■ **PROBLEM TO SOLVE**:
Of the lines listed below, return exactly those that run from the line containing "and rasterizing it." through the line containing "pub fn template_path(&self, template_id: &str)", both included.

■ **DATA PROVIDED**:
//! Flattening the scene to pixels and exporting it.

pub mod backend;
pub mod compose;
pub mod export;
use std::collections::BTreeMap;
use std::future::Future;
use std::path::PathBuf;
use std::sync::Arc;
use std::time::Duration;

use anyhow::Context;

use crate::assets::decode::rasterize_svg;
use crate::assets::fonts::FontBook;
use crate::assets::source::normalize_rel_path;
use crate::catalog::brand::BrandConfig;
use crate::catalog::template::TemplateDefinition;
use crate::foundation::core::Canvas;
use crate::foundation::error::{EditorError, EditorResult};
use crate::render::backend::FrameRGBA;

/// Everything a renderer needs for one template render.
#[derive(Clone, Debug)]
pub struct RenderJob {
    pub template: TemplateDefinition,
    pub brand: BrandConfig,
    /// Caller values merged over the template's declared defaults.
    pub variables: BTreeMap<String, String>,
    /// Native output size for the template's aspect ratio.
    pub canvas: Canvas,
    /// Extra wait between the document being ready and rasterizing it.
    pub settle_delay: Duration,
}

/// Capability that turns a template, brand, and variables into pixels.
///
/// Implementations must not resolve until every image and font the template depends on is
/// ready; the bake pipeline captures whatever comes back.
pub trait TemplateRenderer {
    fn render(&self, job: &RenderJob) -> impl Future<Output = EditorResult<FrameRGBA>>;
}

/// Renders `<template_id>.svg` documents from a directory.
///
/// `{{brand.<path>}}` and `{{var.<name>}}` placeholders are substituted (XML-escaped) before
/// parsing. Referenced images and fonts are resolved while `usvg` parses the document, so the
/// output is complete when this resolves.
#[derive(Clone, Debug)]
pub struct SvgTemplateRenderer {
    dir: PathBuf,
    fonts: Arc<FontBook>,
}

impl SvgTemplateRenderer {
    pub fn new(dir: impl Into<PathBuf>, fonts: Arc<FontBook>) -> Self {
        Self {
            dir: dir.into(),
            fonts,
        }
    }

    /// Where the document for `template_id` is expected.
    pub fn template_path(&self, template_id: &str) -> EditorResult<PathBuf> {
        let rel = normalize_rel_path(&format!("{template_id}.svg"))?;
        Ok(self.dir.join(rel))
    }

    fn parse(&self, svg: &str) -> EditorResult<usvg::Tree> {
        let opts = usvg::Options {
            resources_dir: Some(self.dir.clone()),
            fontdb: self.fonts.database(),
            font_resolver: svg_font_resolver(),
            ..Default::default()
        };
        usvg::Tree::from_str(svg, &opts)
            .map_err(|e| EditorError::render(format!("parse template svg: {e}")))
    }
}

impl TemplateRenderer for SvgTemplateRenderer {
    #[tracing::instrument(skip_all, fields(template = %job.template.id))]
    async fn render(&self, job: &RenderJob) -> EditorResult<FrameRGBA> {
        let path = self.template_path(&job.template.id)?;
        let raw = tokio::fs::read_to_string(&path)
            .await
            .with_context(|| format!("read template svg from '{}'", path.display()))?;

        let svg = fill_placeholders(&raw, &job.brand, &job.variables);
        let tree = self.parse(&svg)?;
        if !job.settle_delay.is_zero() {
            tokio::time::sleep(job.settle_delay).await;
        }
        let image = rasterize_svg(&tree, job.canvas.width, job.canvas.height)?;
        tracing::debug!(width = image.width, height = image.height, "template rasterized");

        Ok(FrameRGBA {
            width: image.width,
            height: image.height,
            data: image.rgba8_premul.as_ref().clone(),
            premultiplied: true,
        })
    }
}

/// Replace `{{brand.*}}` and `{{var.*}}` placeholders. Unknown keys become empty strings.
pub fn fill_placeholders(
    template: &str,
    brand: &BrandConfig,
    variables: &BTreeMap<String, String>,
) -> String {
    let mut out = String::with_capacity(template.len());
    let mut rest = template;

    while let Some(start) = rest.find("{{") {
        out.push_str(&rest[..start]);
        let after = &rest[start + 2..];
        let Some(end) = after.find("}}") else {
            out.push_str(&rest[start..]);
            return out;
        };

        let key = after[..end].trim();
        let value = if let Some(path) = key.strip_prefix("brand.") {
            brand.field(path)
        } else if let Some(name) = key.strip_prefix("var.") {
            variables.get(name).cloned()
        } else {
            None
        };
        match value {
            Some(v) => out.push_str(&xml_escape(&v)),
            None => tracing::debug!(key, "unresolved template placeholder"),
        }
        rest = &after[end + 2..];
    }
    out.push_str(rest);
    out
}

fn xml_escape(s: &str) -> String {
    let mut out = String::with_capacity(s.len());
    for c in s.chars() {
        match c {
            '&' => out.push_str("&amp;"),
            '<' => out.push_str("&lt;"),
            '>' => out.push_str("&gt;"),
            '"' => out.push_str("&quot;"),
            '\'' => out.push_str("&apos;"),
            _ => out.push(c),
        }
    }
    out
}

fn svg_font_resolver() -> usvg::FontResolver<'static> {
    use usvg::FontResolver;

    FontResolver {
        select_font: Box::new(|font, fontdb| {
            let mut families: Vec<usvg::fontdb::Family<'_>> = font
                .families()
                .iter()
                .map(|family| match family {
                    usvg::FontFamily::Serif => usvg::fontdb::Family::Serif,
                    usvg::FontFamily::SansSerif => usvg::fontdb::Family::SansSerif,
                    usvg::FontFamily::Cursive => usvg::fontdb::Family::Cursive,
                    usvg::FontFamily::Fantasy => usvg::fontdb::Family::Fantasy,
                    usvg::FontFamily::Monospace => usvg::fontdb::Family::Monospace,
                    usvg::FontFamily::Named(s) => usvg::fontdb::Family::Name(s),
                })
                .collect();
            families.push(usvg::fontdb::Family::SansSerif);

            let style = match font.style() {
                usvg::FontStyle::Normal => usvg::fontdb::Style::Normal,
                usvg::FontStyle::Italic => usvg::fontdb::Style::Italic,
                usvg::FontStyle::Oblique => usvg::fontdb::Style::Oblique,
            };
            let query = usvg::fontdb::Query {
                families: &families,
                weight: usvg::fontdb::Weight(font.weight()),
                stretch: usvg::fontdb::Stretch::Normal,
                style,
            };

            fontdb
                .query(&query)
                .or_else(|| fontdb.faces().next().map(|f| f.id))
        }),
        select_fallback: FontResolver::default_fallback_selector(),
    }
}

#[cfg(test)]
#[path = "../../tests/unit/bake/renderer.rs"]
mod tests;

■ **WRITTEN ANSWER**:
    /// Extra wait between the document being ready and rasterizing it.
    pub settle_delay: Duration,
}

/// Capability that turns a template, brand, and variables into pixels.
///
/// Implementations must not resolve until every image and font the template depends on is
/// ready; the bake pipeline captures whatever comes back.
pub trait TemplateRenderer {
    fn render(&self, job: &RenderJob) -> impl Future<Output = EditorResult<FrameRGBA>>;
}

/// Renders `<template_id>.svg` documents from a directory.
///
/// `{{brand.<path>}}` and `{{var.<name>}}` placeholders are substituted (XML-escaped) before
/// parsing. Referenced images and fonts are resolved while `usvg` parses the document, so the
/// output is complete when this resolves.
#[derive(Clone, Debug)]
pub struct SvgTemplateRenderer {
    dir: PathBuf,
    fonts: Arc<FontBook>,
}

impl SvgTemplateRenderer {
    pub fn new(dir: impl Into<PathBuf>, fonts: Arc<FontBook>) -> Self {
        Self {
            dir: dir.into(),
            fonts,
        }
    }

    /// Where the document for `template_id` is expected.
    pub fn template_path(&self, template_id: &str) -> EditorResult<PathBuf> {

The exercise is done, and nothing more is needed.